WHAT TO PRODUCE.
Which lines of the data contain the string "declarations"? Show each of them.
----- THE DATA
//! Data patches: install and revert batches of attribute declarations.
//!
//! The host's EAV setup is abstracted behind [`AttributeInstaller`]. A
//! [`DataPatch`] is a named batch of declarations with optional dependencies on
//! other patches; [`PatchRunner`] applies registered patches in dependency order
//! exactly once and reverts them in reverse.

use std::collections::{BTreeMap, HashSet};

use chrono::{DateTime, Utc};
use serde::{Deserialize, Serialize};

use shopattr_core::{AttributeCode, DomainError, DomainResult, Entity};

use crate::schema::{self, AttributeDefinition};

pub const PRODUCT_ATTRIBUTES_PATCH: &str = "add_product_attributes";
pub const MODULE_ATTRIBUTES_PATCH: &str = "add_module_attributes";

/// Seam to the host catalog's attribute setup.
pub trait AttributeInstaller {
    /// Register a new attribute. Registering an existing code is a `Conflict`.
    fn add_attribute(&mut self, definition: &AttributeDefinition) -> DomainResult<()>;

    /// Drop an attribute. Dropping an unknown code is a no-op.
    fn remove_attribute(&mut self, code: &AttributeCode) -> DomainResult<()>;

    fn has_attribute(&self, code: &AttributeCode) -> bool;
}

/// In-memory attribute registry.
///
/// Intended for tests/dev.
#[derive(Debug, Default)]
pub struct InMemoryAttributeStore {
    attributes: BTreeMap<AttributeCode, AttributeDefinition>,
}

impl InMemoryAttributeStore {
    pub fn new() -> Self {
        Self::default()
    }

    pub fn get(&self, code: &str) -> Option<&AttributeDefinition> {
        self.attributes.iter().find(|(c, _)| c.as_str() == code).map(|(_, d)| d)
    }

    pub fn codes(&self) -> impl Iterator<Item = &AttributeCode> {
        self.attributes.keys()
    }

    pub fn len(&self) -> usize {
        self.attributes.len()
    }

    pub fn is_empty(&self) -> bool {
        self.attributes.is_empty()
    }
}

impl AttributeInstaller for InMemoryAttributeStore {
    fn add_attribute(&mut self, definition: &AttributeDefinition) -> DomainResult<()> {
        let code = definition.id();
        if self.attributes.contains_key(code) {
            return Err(DomainError::conflict(format!("attribute {code} already exists")));
        }
        self.attributes.insert(code.clone(), definition.clone());
        Ok(())
    }

    fn remove_attribute(&mut self, code: &AttributeCode) -> DomainResult<()> {
        self.attributes.remove(code);
        Ok(())
    }

    fn has_attribute(&self, code: &AttributeCode) -> bool {
        self.attributes.contains_key(code)
    }
}

/// Named batch of attribute declarations.
#[derive(Debug, Clone, PartialEq, Eq)]
pub struct DataPatch {
    name: String,
    dependencies: Vec<String>,
    definitions: Vec<AttributeDefinition>,
    replace_existing: bool,
}

impl DataPatch {
    /// Build a patch; every declaration must validate and codes must be unique.
    pub fn new(name: impl Into<String>, definitions: Vec<AttributeDefinition>) -> DomainResult<Self> {
        let name = name.into();
        if name.trim().is_empty() {
            return Err(DomainError::validation("patch name cannot be empty"));
        }

        let mut seen = HashSet::new();
        for def in &definitions {
            def.validate()?;
            if !seen.insert(def.code()) {
                return Err(DomainError::validation(format!(
                    "patch {name} declares {} twice",
                    def.code()
                )));
            }
        }

        Ok(Self {
            name,
            dependencies: Vec::new(),
            definitions,
            replace_existing: false,
        })
    }

    /// Require `patch` to be applied before this one.
    pub fn depends_on(mut self, patch: impl Into<String>) -> Self {
        self.dependencies.push(patch.into());
        self
    }

    /// Drop any existing attribute with the same code before adding.
    pub fn replacing_existing(mut self) -> Self {
        self.replace_existing = true;
        self
    }

    pub fn name(&self) -> &str {
        &self.name
    }

    pub fn dependencies(&self) -> &[String] {
        &self.dependencies
    }

    pub fn definitions(&self) -> &[AttributeDefinition] {
        &self.definitions
    }

    /// Status, custom value and Google Shopping attributes (replace semantics).
    pub fn product_attributes() -> DomainResult<Self> {
        Ok(Self::new(PRODUCT_ATTRIBUTES_PATCH, schema::product_attributes()?)?.replacing_existing())
    }

    /// Store-specific attributes; installs after [`Self::product_attributes`].
    pub fn module_attributes() -> DomainResult<Self> {
        Ok(Self::new(MODULE_ATTRIBUTES_PATCH, schema::module_attributes()?)?.depends_on(PRODUCT_ATTRIBUTES_PATCH))
    }

    pub fn apply<I: AttributeInstaller + ?Sized>(&self, installer: &mut I) -> DomainResult<()> {
        for def in &self.definitions {
            if self.replace_existing {
                installer.remove_attribute(def.code())?;
            }
            installer.add_attribute(def)?;
        }
        Ok(())
    }

    pub fn revert<I: AttributeInstaller + ?Sized>(&self, installer: &mut I) -> DomainResult<()> {
        for def in &self.definitions {
            installer.remove_attribute(def.code())?;
        }
        Ok(())
    }
}

/// Record of a patch that has been applied.
#[derive(Debug, Clone, PartialEq, Eq, Serialize, Deserialize)]
pub struct AppliedPatch {
    pub name: String,
    pub applied_at: DateTime<Utc>,
}

/// Applies registered patches once each, dependencies first.
#[derive(Debug, Default)]
pub struct PatchRunner {
    patches: Vec<DataPatch>,
    applied: Vec<AppliedPatch>,
}

impl PatchRunner {
    pub fn new() -> Self {
        Self::default()
    }

    /// Runner preloaded with the product and module attribute patches.
    pub fn with_default_patches() -> DomainResult<Self> {
        let mut runner = Self::new();
        runner.register(DataPatch::product_attributes()?)?;
        runner.register(DataPatch::module_attributes()?)?;
        Ok(runner)
    }

    /// Resume from a previously persisted ledger.
    pub fn with_history(mut self, applied: Vec<AppliedPatch>) -> Self {
        self.applied = applied;
        self
    }

    pub fn register(&mut self, patch: DataPatch) -> DomainResult<()> {
        if self.patches.iter().any(|p| p.name == patch.name) {
            return Err(DomainError::conflict(format!("patch {} already registered", patch.name)));
        }
        self.patches.push(patch);
        Ok(())
    }

    pub fn applied(&self) -> &[AppliedPatch] {
        &self.applied
    }

    pub fn is_applied(&self, name: &str) -> bool {
        self.applied.iter().any(|a| a.name == name)
    }

    /// Apply every pending patch; returns the names applied by this call.
    ///
    /// Stops at the first failing patch. Patches applied before the failure stay
    /// recorded.
    pub fn apply_all<I: AttributeInstaller + ?Sized>(
        &mut self,
        installer: &mut I,
        applied_at: DateTime<Utc>,
    ) -> DomainResult<Vec<String>> {
        let order = self.resolve_order()?;
        let mut newly_applied = Vec::new();

        for idx in order {
            let patch = &self.patches[idx];
            if self.is_applied(&patch.name) {
                tracing::debug!(patch = %patch.name, "skipping already applied patch");
                continue;
            }

            patch.apply(installer)?;
            tracing::info!(
                patch = %patch.name,
                attributes = patch.definitions.len(),
                "applied data patch"
            );

            newly_applied.push(patch.name.clone());
            self.applied.push(AppliedPatch {
                name: patch.name.clone(),
                applied_at,
            });
        }

        Ok(newly_applied)
    }

    /// Revert one applied patch. Fails with `Conflict` while a dependent is applied.
    pub fn revert<I: AttributeInstaller + ?Sized>(&mut self, installer: &mut I, name: &str) -> DomainResult<()> {
        if !self.is_applied(name) {
            return Err(DomainError::not_found(format!("applied patch {name}")));
        }

        if let Some(dependent) = self
            .patches
            .iter()
            .find(|p| self.is_applied(&p.name) && p.dependencies.iter().any(|d| d == name))
        {
            return Err(DomainError::conflict(format!(
                "patch {} depends on {name}",
                dependent.name
            )));
        }

        let patch = self
            .patches
            .iter()
            .find(|p| p.name == name)
            .ok_or_else(|| DomainError::not_found(format!("registered patch {name}")))?;

        patch.revert(installer)?;
        self.applied.retain(|a| a.name != name);
        tracing::info!(patch = %name, "reverted data patch");
        Ok(())
    }

    /// Revert every applied patch, most recent first; returns the names reverted.
    pub fn revert_all<I: AttributeInstaller + ?Sized>(&mut self, installer: &mut I) -> DomainResult<Vec<String>> {
        let names: Vec<String> = self.applied.iter().rev().map(|a| a.name.clone()).collect();
        for name in &names {
            self.revert(installer, name)?;
        }
        Ok(names)
    }

    /// Indices of registered patches, dependencies before dependents.
    ///
    /// Ties keep registration order.
    pub fn resolve_order(&self) -> DomainResult<Vec<usize>> {
        #[derive(Clone, Copy, PartialEq, Eq)]
        enum Mark {
            Unvisited,
            Visiting,
            Done,
        }

        fn visit(
            idx: usize,
            patches: &[DataPatch],
            marks: &mut [Mark],
            order: &mut Vec<usize>,
        ) -> DomainResult<()> {
            match marks[idx] {
                Mark::Done => return Ok(()),
                Mark::Visiting => {
                    return Err(DomainError::invariant(format!(
                        "dependency cycle through patch {}",
                        patches[idx].name
                    )));
                }
                Mark::Unvisited => {}
            }

            marks[idx] = Mark::Visiting;
            for dep in &patches[idx].dependencies {
                let dep_idx = patches.iter().position(|p| &p.name == dep).ok_or_else(|| {
                    DomainError::validation(format!(
                        "patch {} depends on unknown patch {dep}",
                        patches[idx].name
                    ))
                })?;
                visit(dep_idx, patches, marks, order)?;
            }
            marks[idx] = Mark::Done;
            order.push(idx);
            Ok(())
        }

        let mut marks = vec![Mark::Unvisited; self.patches.len()];
        let mut order = Vec::with_capacity(self.patches.len());
        for idx in 0..self.patches.len() {
            visit(idx, &self.patches, &mut marks, &mut order)?;
        }
        Ok(order)
    }
}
----------
ANSWER SECTION.
//! Data patches: install and revert batches of attribute declarations.
//! [`DataPatch`] is a named batch of declarations with optional dependencies on
/// Named batch of attribute declarations.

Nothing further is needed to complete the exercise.